Il y a quelques jours la Zeitung vum Lëtzebuerger Vollek publiait ce texte de notre ami Giulio-Enrico Pisani :
Séquelles du désamour ordinaire
Anne Calife. Meurs la faim
Elles sont destructrices, ces séquelles, sont plus fréquentes qu’on ne le pense et – il n’y a pas vraiment de quoi pavoiser – pas toujours létales ; du moins pas ici. Mais Ici où ? Ici quoi ? Dans ce roman ? Est-ce seulement un roman, ce bouquin que m’ont envoyé les éditions « The Menthol House », ou bien une biographie, ou plutôt une autobiographie romancée ? Réponse de l’auteure dès la fin du livre : « Maud et tous les personnages de ce roman ont existé, parlé, hurlé, crié. Ou n’ont rien dit (...) Rien n’est pire que le silence (...) Maud a guéri... en parlant ». Ouf, il était temps. Mais la réponse d’Anne Calife tient-elle la route ? Comment savoir avec Anne Calife, cette virtuose de l’analyse psychologique romanesque, qui nous présente avec « Meurs la faim »(1) un nouvel échantillon d’un savoir-faire que j’avais déjà pu apprécier (et vous aussi peut-être) en lisant « Et, le mail s’envole comme un oiseau », son dernier roman ?(2)
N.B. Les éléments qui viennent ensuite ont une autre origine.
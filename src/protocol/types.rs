//! Reply Values and Wire Encoding
//!
//! Every reply the server sends is one of four shapes: a bulk string,
//! a sequence of bulk strings, the null bulk string, or an error.
//!
//! ## Wire Format
//!
//! Bulk String: `$5\r\nhello\r\n`
//! Null Bulk String: `$-1\r\n`
//! Array of Bulk Strings: `*2\r\n$3\r\nfoo\r\n$3\r\nbar\r\n`
//! Error (RESP2 dialect only): `-ERR wrong number of arguments\r\n`
//!
//! ## Dialects
//!
//! The legacy dialect reproduces what the reference client expects:
//! a one-element sequence goes out as a plain bulk string, and errors go
//! out as the bulk string `ERROR`. The RESP2 dialect always sends arrays
//! for sequences and uses the native `-` error line.

use bytes::Bytes;
use std::fmt;

/// The CRLF terminator used by the protocol
pub const CRLF: &[u8] = b"\r\n";

/// Protocol type prefixes
pub mod prefix {
    pub const ERROR: u8 = b'-';
    pub const BULK_STRING: u8 = b'$';
    pub const ARRAY: u8 = b'*';
}

/// Payload of an error reply in the legacy dialect.
pub const LEGACY_ERROR: &[u8] = b"ERROR";

/// Selects how the two ambiguous reply shapes are encoded.
#[derive(Debug, Clone, Copy, Default, PartialEq, Eq)]
pub enum Dialect {
    /// Single-element sequences collapse to a bulk string and errors are
    /// sent as the bulk string `ERROR`.
    #[default]
    Legacy,
    /// Sequences are always arrays and errors use the `-ERR` line.
    Resp2,
}

/// A reply produced by the command dispatcher.
#[derive(Debug, Clone, PartialEq, Eq)]
pub enum Reply {
    /// A single length-prefixed byte string.
    Bulk(Bytes),

    /// An ordered sequence of byte strings (ECHO).
    Sequence(Vec<Bytes>),

    /// The null bulk string, returned for missing keys.
    Null,

    /// A request-local failure. The message is only put on the wire in
    /// the RESP2 dialect.
    Error(String),
}

impl Reply {
    /// Creates a bulk string reply.
    ///
    /// # Example
    /// ```
    /// use minikv::protocol::{Dialect, Reply};
    /// let reply = Reply::bulk("hello");
    /// assert_eq!(reply.encode(Dialect::Legacy), b"$5\r\nhello\r\n");
    /// ```
    pub fn bulk(data: impl Into<Bytes>) -> Self {
        Reply::Bulk(data.into())
    }

    /// Creates a sequence reply.
    pub fn sequence(values: Vec<Bytes>) -> Self {
        Reply::Sequence(values)
    }

    /// Creates a null reply.
    pub fn null() -> Self {
        Reply::Null
    }

    /// Creates an error reply.
    pub fn error(msg: impl Into<String>) -> Self {
        Reply::Error(msg.into())
    }

    /// Reply for a successful SET
    pub fn ok() -> Self {
        Reply::Bulk(Bytes::from_static(b"OK"))
    }

    /// Reply for PING
    pub fn pong() -> Self {
        Reply::Bulk(Bytes::from_static(b"PONG"))
    }

    /// Encodes the reply into its wire representation.
    pub fn encode(&self, dialect: Dialect) -> Vec<u8> {
        let mut buf = Vec::new();
        self.encode_into(dialect, &mut buf);
        buf
    }

    /// Encodes the reply into an existing buffer.
    pub fn encode_into(&self, dialect: Dialect, buf: &mut Vec<u8>) {
        match self {
            Reply::Bulk(data) => put_bulk(buf, data),
            Reply::Null => {
                buf.push(prefix::BULK_STRING);
                buf.extend_from_slice(b"-1");
                buf.extend_from_slice(CRLF);
            }
            Reply::Sequence(values) if values.len() == 1 && dialect == Dialect::Legacy => {
                put_bulk(buf, &values[0]);
            }
            Reply::Sequence(values) => {
                buf.push(prefix::ARRAY);
                buf.extend_from_slice(values.len().to_string().as_bytes());
                buf.extend_from_slice(CRLF);
                for value in values {
                    put_bulk(buf, value);
                }
            }
            Reply::Error(msg) => match dialect {
                Dialect::Legacy => put_bulk(buf, LEGACY_ERROR),
                Dialect::Resp2 => {
                    buf.push(prefix::ERROR);
                    buf.extend_from_slice(b"ERR ");
                    // CR/LF would terminate the line early
                    buf.extend(msg.bytes().filter(|b| *b != b'\r' && *b != b'\n'));
                    buf.extend_from_slice(CRLF);
                }
            },
        }
    }

    /// Returns true if this value is null.
    pub fn is_null(&self) -> bool {
        matches!(self, Reply::Null)
    }

    /// Returns true if this value is an error.
    pub fn is_error(&self) -> bool {
        matches!(self, Reply::Error(_))
    }
}

fn put_bulk(buf: &mut Vec<u8>, data: &[u8]) {
    buf.push(prefix::BULK_STRING);
    buf.extend_from_slice(data.len().to_string().as_bytes());
    buf.extend_from_slice(CRLF);
    buf.extend_from_slice(data);
    buf.extend_from_slice(CRLF);
}

impl fmt::Display for Reply {
    fn fmt(&self, f: &mut fmt::Formatter<'_>) -> fmt::Result {
        match self {
            Reply::Bulk(data) => match std::str::from_utf8(data) {
                Ok(s) => write!(f, "\"{}\"", s),
                Err(_) => write!(f, "(binary data, {} bytes)", data.len()),
            },
            Reply::Sequence(values) => {
                if values.is_empty() {
                    return write!(f, "(empty array)");
                }
                for (i, v) in values.iter().enumerate() {
                    if i > 0 {
                        write!(f, " ")?;
                    }
                    write!(f, "{}) \"{}\"", i + 1, String::from_utf8_lossy(v))?;
                }
                Ok(())
            }
            Reply::Null => write!(f, "(nil)"),
            Reply::Error(msg) => write!(f, "(error) {}", msg),
        }
    }
}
Et c’est aussi en souvenir de cette pétillante, pétulante, brillante et prenante performance qui à l’époque me tint en haleine trois heures durant, que je surmontai mes idées reçues. Sur quoi ? Sur « Meurs la faim », bien sûr, ce titre sibyllin, mais évocateur de maints lieux communs... Il est vrai qu’on en a un peu ras le bol de ces sempiternelles masturbations pseudopsychologiques de prétendues écrivaines qui envahissent les étals des librairies avec leur bla-bla tour de taille, volume, minceur, sous- et surpoids, vergetures, cellulite, régimes, boulimie, anorexie et j’en passe. Alors, en attendant d’avoir mené à bien une autre critique de livre et trois présentations d’expos, je prêtai le bouquin à ma femme, qui m’aide plus qu’à son tour à comprendre la « littérature » dite féminine. Eh bien, c’est à croire qu’elle mourait de faim, tant elle l’a dévoré d‘une traite – en moins de deux heures – ce « Meurs la faim ». Généreuse, elle m’en a laissé un bon bout... le tout en fait, avec le sourire entendu de celle qui me connaît : « Tu aimeras ».
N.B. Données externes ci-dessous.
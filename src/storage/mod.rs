//! Storage Module
//!
//! The in-memory key-value store and its background expiry sweeper.
//!
//! ```text
//! ┌──────────────────────────────────┐
//! │              Store               │
//! │   Mutex<HashMap<Bytes, Entry>>   │
//! └──────────────────────────────────┘
//!                  ▲
//!                  │ cleanup_expired()
//!      ┌───────────┴───────────┐
//!      │     ExpirySweeper     │
//!      │ (Background Tokio Task)│
//!      └───────────────────────┘
//! ```
//!
//! ## Example
//!
//! ```
//! use minikv::storage::Store;
//! use bytes::Bytes;
//! use std::time::Duration;
//!
//! let store = Store::new();
//!
//! store.set(Bytes::from("name"), Bytes::from("Ariz"), None);
//! assert_eq!(store.get(b"name"), Some(Bytes::from("Ariz")));
//!
//! store.set(
//!     Bytes::from("session"),
//!     Bytes::from("token123"),
//!     Some(Duration::from_secs(3600)),
//! );
//! ```

pub mod expiry;
pub mod store;

pub use expiry::{ExpiryConfig, ExpirySweeper};
pub use store::{Entry, StorageStats, Store};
Bon, je m’y mets, pénètre en douceur dans une famille d’intellectuels libres-penseurs « progressistes » perclus de tradition républicaine. Un père « Fachidiot »(3) au pire sens du terme, mathématicien de haut vol et amateur de voile, une mère prof, plutôt littéraire, elle, mais aussi maman, ménagère, cuisinière résignée et enfin Maud, une petite fille frustrée de tout ce qui réjouit une gosse, mais à laquelle ne manque rien d’essentiel. Rien d’essentiel ? C’est à voir. L’affection, la tendresse, la couleur, les petites attentions, tout cela est-il négligeable ? Naît encore Isabelle, la petite soeur, dont Maud craint tout d’abord qu’elle lui volera une partie des miettes d’amour qui tombent quasiment par hasard ci et là de la table maternelle. Maud se trompe. Personnage secondaire du livre, Isabelle ne lui enlève rien et pourrait même – moins sensible qu’elle, tranquille et fidèle omniprésence – l’avoir inconsciemment soutenue dans sa traversée du désert de solitude, de blancheur, de silence et de leurs douloureuses conséquences.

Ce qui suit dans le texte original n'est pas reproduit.